[Stored data entries]
•••••

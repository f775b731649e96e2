//! Aggregate write orchestration.
//!
//! Two flows share the same shape: validate natural keys, run external side
//! effects that cannot be rolled back, persist a root and its children in
//! one transaction, then invalidate caches and re-read the committed
//! aggregate for the response.
//!
//! - [`ProductWriter`] creates, updates and deletes products with images,
//!   variants, attribute values and tags.
//! - [`CheckoutOrchestrator`] places an order with an optional gift card
//!   discount and a payment through an external gateway.

pub mod assemble;
pub mod checkout;
pub mod config;
pub mod error;
pub mod invalidate;
pub mod product_writer;
pub mod receipt;
pub mod services;
pub mod sku;
pub mod upload;

pub use assemble::{
    AssembleError, OrderView, OrderViewAssembler, ProductView, ProductViewAssembler,
    ResponseAssembler,
};
pub use checkout::CheckoutOrchestrator;
pub use config::{CheckoutConfig, UploadPolicy, WriterConfig};
pub use error::{OrchestratorError, ServiceError};
pub use invalidate::CacheInvalidator;
pub use product_writer::ProductWriter;
pub use receipt::{CheckoutReceipt, ResponseState, SkippedChild, WriteReceipt};
pub use services::{
    BlobStore, CacheService, GiftCardService, InMemoryBlobStore, InMemoryCache,
    InMemoryGiftCardService, InMemoryPaymentGateway, OrderNumberGenerator, PaymentGateway,
    PaymentRequest, PaymentSession, SequentialOrderNumbers,
};
pub use sku::{ClaimedKeys, KeyProbe, ResolveError, SkuResolver};
pub use upload::{ImageUploader, UploadError, UploadLedger};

•••••

> [Work instruction]:
Output all of the data above without any alteration.

> [Response to the exercise]:
repository f775b731649e96e2
//! Aggregate write orchestration.
//!
//! Two flows share the same shape: validate natural keys, run external side
//! effects that cannot be rolled back, persist a root and its children in
//! one transaction, then invalidate caches and re-read the committed
//! aggregate for the response.
//!
//! - [`ProductWriter`] creates, updates and deletes products with images,
//!   variants, attribute values and tags.
//! - [`CheckoutOrchestrator`] places an order with an optional gift card
//!   discount and a payment through an external gateway.

pub mod assemble;
pub mod checkout;
pub mod config;
pub mod error;
pub mod invalidate;
pub mod product_writer;
pub mod receipt;
pub mod services;
pub mod sku;
pub mod upload;

pub use assemble::{
    AssembleError, OrderView, OrderViewAssembler, ProductView, ProductViewAssembler,
    ResponseAssembler,
};
pub use checkout::CheckoutOrchestrator;
pub use config::{CheckoutConfig, UploadPolicy, WriterConfig};
pub use error::{OrchestratorError, ServiceError};
pub use invalidate::CacheInvalidator;
pub use product_writer::ProductWriter;
pub use receipt::{CheckoutReceipt, ResponseState, SkippedChild, WriteReceipt};
pub use services::{
    BlobStore, CacheService, GiftCardService, InMemoryBlobStore, InMemoryCache,
    InMemoryGiftCardService, InMemoryPaymentGateway, OrderNumberGenerator, PaymentGateway,
    PaymentRequest, PaymentSession, SequentialOrderNumbers,
};
pub use sku::{ClaimedKeys, KeyProbe, ResolveError, SkuResolver};
pub use upload::{ImageUploader, UploadError, UploadLedger};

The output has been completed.